Il successo sulle scene arrivò circa un secolo dopo, quando L’Arlésienne fu trasformata in un balletto dal titolo omonimo dall’intuizione geniale di Roland Petit, il più grande coreografo francese di tutti i tempi. Nel balletto di Roland Petit l’amore tra Vivette e Frederi, che appaiono in scena intenti a partecipare alla festa del paese, è ostacolato dall’ossessione di quest’ultimo per il ricordo dell’Arlésienne, donna da lui amata in passato che non riesce a dimenticare. All’allegria del momento fa da contrappunto il dramma interiore che consuma il giovane, che non riesce ad amare Vivette perché tormentato dalla nostalgia per l’Arlésienne. Lei non compare mai in scena, fa parte di un antefatto. L’Arlésienne è soltanto un senso di perdita, di sconfitta, di abbandono che sconvolge l’animo e turba la mente di Frederi, portandolo via da un presente che potrebbe essere felice, ma è intriso di disperazione. Vane le attenzioni di Vivette, i cui sentimenti F. vorrebbe corrispondere ma non riesce perché il ricordo dell’altra lo logora fino a portarlo al suicidio. Roland Petit, eccellente coreografo narrativo, porta i protagonisti ad esprimere un caleidoscopio di emozioni. Lo spettatore è coinvolto e trascinato nell’allegria della festa dai paesani, nella dolcezza dell’amore puro da Vivette, nella malinconia del ricordo che man mano diventa un’ossessione e poi disperazione.
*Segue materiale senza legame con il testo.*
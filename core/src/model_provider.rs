//! Model providers: the capability behind every explanation.
//!
//! A [`TextGenerator`] turns a prompt into text, either whole or as a
//! stream of chunks. A [`ModelProvider`] wraps one generator with the data
//! the orchestrator needs to build the fallback chain: name, tier,
//! priority and health.
//!
//! Health is updated by the orchestrator after each call. A failure puts
//! the provider in a cool-down window during which the chain skips it; the
//! first call after the window is a normal attempt.

use std::fmt;
use std::sync::{Arc, Mutex, MutexGuard, PoisonError};
use std::time::{Duration, Instant};

use async_trait::async_trait;
use futures::stream::{self, BoxStream, StreamExt};
use serde::{Deserialize, Serialize};
use thiserror::Error;

use crate::config::{InferenceConfig, MAX_DURATION};

/// Default number of chunks a whole response is split into when a
/// generator has no native streaming.
pub const DEFAULT_STREAM_CHUNKS: usize = 10;

/// Why a provider call failed. Never escapes the orchestrator.
#[derive(Debug, Clone, PartialEq, Eq, Error)]
pub enum ProviderError {
    /// The model is not loaded or the endpoint is unreachable.
    #[error("provider unavailable: {0}")]
    Unavailable(String),
    /// The call exceeded its per-call timeout.
    #[error("provider call timed out after {0:?}")]
    Timeout(Duration),
    /// The model returned an error or an unusable answer.
    #[error("provider call failed: {0}")]
    Failed(String),
}

/// Sampling parameters forwarded to every provider.
#[derive(Debug, Clone, Copy, PartialEq, Serialize, Deserialize)]
pub struct GenerationParams {
    /// Generation budget.
    pub max_tokens: u32,
    /// Sampling temperature.
    pub temperature: f32,
    /// Nucleus sampling.
    pub top_p: f32,
}

impl Default for GenerationParams {
    fn default() -> Self {
        Self::from(&InferenceConfig::default())
    }
}

impl From<&InferenceConfig> for GenerationParams {
    fn from(cfg: &InferenceConfig) -> Self {
        Self {
            max_tokens: cfg.max_tokens,
            temperature: cfg.temperature,
            top_p: cfg.top_p,
        }
    }
}

/// Ordered, finite, non-restartable sequence of text chunks.
pub type ChunkStream = BoxStream<'static, Result<String, ProviderError>>;

/// Anything that can phrase an explanation.
#[async_trait]
pub trait TextGenerator: Send + Sync {
    /// Generates the whole response.
    async fn generate(&self, prompt: &str, params: &GenerationParams) -> Result<String, ProviderError>;

    /// Generates the response as a stream of chunks.
    ///
    /// The default generates the whole text and splits it into
    /// [`DEFAULT_STREAM_CHUNKS`] word-aligned pieces.
    async fn generate_stream(&self, prompt: &str, params: &GenerationParams) -> Result<ChunkStream, ProviderError> {
        let text = self.generate(prompt, params).await?;
        let chunks = split_chunks(&text, DEFAULT_STREAM_CHUNKS);
        Ok(stream::iter(chunks.into_iter().map(Ok)).boxed())
    }
}

/// Splits `text` into at most `parts` word-aligned chunks whose
/// concatenation is exactly `text`.
#[must_use]
pub fn split_chunks(text: &str, parts: usize) -> Vec<String> {
    let words: Vec<&str> = text.split_inclusive(char::is_whitespace).collect();
    if words.is_empty() {
        return Vec::new();
    }
    let per_chunk = words.len().div_ceil(parts.max(1));
    words.chunks(per_chunk).map(|group| group.concat()).collect()
}

/// Position of a provider in the fallback chain.
#[derive(Debug, Clone, Copy, PartialEq, Eq, PartialOrd, Ord, Hash, Serialize, Deserialize)]
#[serde(rename_all = "kebab-case")]
pub enum ProviderTier {
    /// The main local model.
    LocalPrimary,
    /// Secondary local models.
    LocalFallback,
    /// Remote model, tried after the whole local tier.
    Cloud,
}

impl ProviderTier {
    /// Label used in status reports.
    #[must_use]
    pub const fn as_str(&self) -> &'static str {
        match self {
            Self::LocalPrimary => "local-primary",
            Self::LocalFallback => "local-fallback",
            Self::Cloud => "cloud",
        }
    }

    /// `true` for the two local tiers.
    #[must_use]
    pub const fn is_local(&self) -> bool {
        !matches!(self, Self::Cloud)
    }
}

impl fmt::Display for ProviderTier {
    fn fmt(&self, f: &mut fmt::Formatter<'_>) -> fmt::Result {
        f.write_str(self.as_str())
    }
}

#[derive(Debug, Default)]
struct Health {
    unhealthy_until: Option<Instant>,
    consecutive_failures: u32,
    total_calls: u64,
    total_failures: u64,
    last_error: Option<String>,
}

/// Health report for one provider.
#[derive(Debug, Clone, PartialEq, Eq, Serialize)]
pub struct ProviderStatus {
    /// Provider name.
    pub name: String,
    /// Tier.
    pub tier: ProviderTier,
    /// Priority; lower is tried first.
    pub priority: i32,
    /// `false` while in cool-down.
    pub healthy: bool,
    /// Failures since the last success.
    pub consecutive_failures: u32,
    /// Calls attempted.
    pub total_calls: u64,
    /// Calls failed.
    pub total_failures: u64,
    /// Message of the most recent failure.
    pub last_error: Option<String>,
}

/// A generator plus its place and health in the fallback chain.
pub struct ModelProvider {
    name: String,
    tier: ProviderTier,
    priority: i32,
    generator: Arc<dyn TextGenerator>,
    health: Mutex<Health>,
}

impl fmt::Debug for ModelProvider {
    fn fmt(&self, f: &mut fmt::Formatter<'_>) -> fmt::Result {
        f.debug_struct("ModelProvider")
            .field("name", &self.name)
            .field("tier", &self.tier)
            .field("priority", &self.priority)
            .finish_non_exhaustive()
    }
}

impl ModelProvider {
    /// Wraps `generator`; starts healthy.
    pub fn new(
        name: impl Into<String>,
        tier: ProviderTier,
        priority: i32,
        generator: Arc<dyn TextGenerator>,
    ) -> Self {
        Self {
            name: name.into(),
            tier,
            priority,
            generator,
            health: Mutex::new(Health::default()),
        }
    }

    /// Provider name.
    #[must_use]
    pub fn name(&self) -> &str {
        &self.name
    }

    /// Provider tier.
    #[must_use]
    pub const fn tier(&self) -> ProviderTier {
        self.tier
    }

    /// Priority; lower is tried first.
    #[must_use]
    pub const fn priority(&self) -> i32 {
        self.priority
    }

    /// The wrapped capability.
    #[must_use]
    pub fn generator(&self) -> &dyn TextGenerator {
        self.generator.as_ref()
    }

    fn health(&self) -> MutexGuard<'_, Health> {
        self.health.lock().unwrap_or_else(PoisonError::into_inner)
    }

    /// `true` unless inside a cool-down window at `now`.
    #[must_use]
    pub fn is_healthy_at(&self, now: Instant) -> bool {
        self.health().unhealthy_until.map_or(true, |until| now >= until)
    }

    /// [`ModelProvider::is_healthy_at`] for the current instant.
    #[must_use]
    pub fn is_healthy(&self) -> bool {
        self.is_healthy_at(Instant::now())
    }

    /// Records a successful call.
    pub fn mark_success(&self) {
        let mut h = self.health();
        h.total_calls = h.total_calls.saturating_add(1);
        h.consecutive_failures = 0;
        h.unhealthy_until = None;
    }

    /// Records a failed call and starts a cool-down window.
    pub fn mark_failure(&self, error: &ProviderError, cooldown: Duration, now: Instant) {
        let mut h = self.health();
        h.total_calls = h.total_calls.saturating_add(1);
        h.total_failures = h.total_failures.saturating_add(1);
        h.consecutive_failures = h.consecutive_failures.saturating_add(1);
        h.unhealthy_until = Some(now + cooldown.min(MAX_DURATION));
        h.last_error = Some(error.to_string());
    }

    /// Current health report.
    #[must_use]
    pub fn status(&self) -> ProviderStatus {
        let now = Instant::now();
        let h = self.health();
        ProviderStatus {
            name: self.name.clone(),
            tier: self.tier,
            priority: self.priority,
            healthy: h.unhealthy_until.map_or(true, |until| now >= until),
            consecutive_failures: h.consecutive_failures,
            total_calls: h.total_calls,
            total_failures: h.total_failures,
            last_error: h.last_error.clone(),
        }
    }
}

#[cfg(test)]
mod tests {
    use super::*;
    use futures::TryStreamExt;

    struct Fixed(&'static str);

    #[async_trait]
    impl TextGenerator for Fixed {
        async fn generate(&self, _prompt: &str, _params: &GenerationParams) -> Result<String, ProviderError> {
            Ok(self.0.to_string())
        }
    }

    #[test]
    fn split_chunks_preserves_text() {
        let text = "one two three four five six seven eight nine ten eleven twelve";
        let chunks = split_chunks(text, 10);
        assert!(chunks.len() <= 10);
        assert_eq!(chunks.concat(), text);
        assert!(split_chunks("", 10).is_empty());
        assert_eq!(split_chunks("single", 10), vec!["single"]);
    }

    #[tokio::test]
    async fn default_stream_reassembles_whole_text() {
        let generator = Fixed("Great news! You can list this item.");
        let chunks: Vec<String> = generator
            .generate_stream("p", &GenerationParams::default())
            .await
            .expect("stream")
            .try_collect()
            .await
            .expect("chunks");
        assert!(chunks.len() > 1);
        assert_eq!(chunks.concat(), "Great news! You can list this item.");
    }

    #[test]
    fn failure_starts_cooldown() {
        let provider = ModelProvider::new("local", ProviderTier::LocalPrimary, 0, Arc::new(Fixed("x")));
        let t0 = Instant::now();
        assert!(provider.is_healthy_at(t0));

        provider.mark_failure(&ProviderError::Failed("boom".into()), Duration::from_secs(30), t0);
        assert!(!provider.is_healthy_at(t0 + Duration::from_secs(29)));
        assert!(provider.is_healthy_at(t0 + Duration::from_secs(30)));

        let status = provider.status();
        assert_eq!(status.consecutive_failures, 1);
        assert_eq!(status.last_error.as_deref(), Some("provider call failed: boom"));

        provider.mark_success();
        assert_eq!(provider.status().consecutive_failures, 0);
        assert!(provider.is_healthy_at(t0));
    }

    #[test]
    fn oversized_cooldown_is_clamped() {
        let provider = ModelProvider::new("local", ProviderTier::LocalPrimary, 0, Arc::new(Fixed("x")));
        let t0 = Instant::now();
        provider.mark_failure(&ProviderError::Failed("boom".into()), Duration::MAX, t0);
        assert!(!provider.is_healthy_at(t0 + MAX_DURATION - Duration::from_secs(1)));
        assert!(provider.is_healthy_at(t0 + MAX_DURATION));
    }

    #[test]
    fn tiers_order_local_before_cloud() {
        assert!(ProviderTier::LocalPrimary < ProviderTier::Cloud);
        assert!(ProviderTier::LocalFallback.is_local());
        assert!(!ProviderTier::Cloud.is_local());
        assert_eq!(ProviderTier::Cloud.to_string(), "cloud");
    }
}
La struttura coreografica accompagna e rende tangibili tutti i cambiamenti di stato d’animo, rispettando le intenzioni di Daudet di descrivere la realtà senza filtri. Rappresentato per la prima volta, con successo, nel 1974 dal Balletto Nazionale di Marsiglia, il balletto è stato riproposto in molti teatri dal mondo, dall’Opera di Parigi alla Scala di Milano, dall’Opera di Roma al Balletto Nice Méditerranée, entrando a pieno titolo nei classici del balletto del ‘900. Attualmente in scena al Teatro San Carlo di Napoli, è interpretato da Danilo Notaro e Claudia D’Antonio. Danilo Notaro che ha colto a pieno il dramma interiore del protagonista, colpisce per l’espressività del movimento e quindi la dimensione tragica del vissuto che rendono fedelmente le intenzioni dell’autore. Il sentimento di disperata rassegnazione di Claudia D’Antonio nei panni di Vivette arriva forte e diretto, è il dramma di una donna il cui amore è respinto, azione resa palese dalle immagini fortemente evocative che Petit rappresenta con una gestualità esplicita.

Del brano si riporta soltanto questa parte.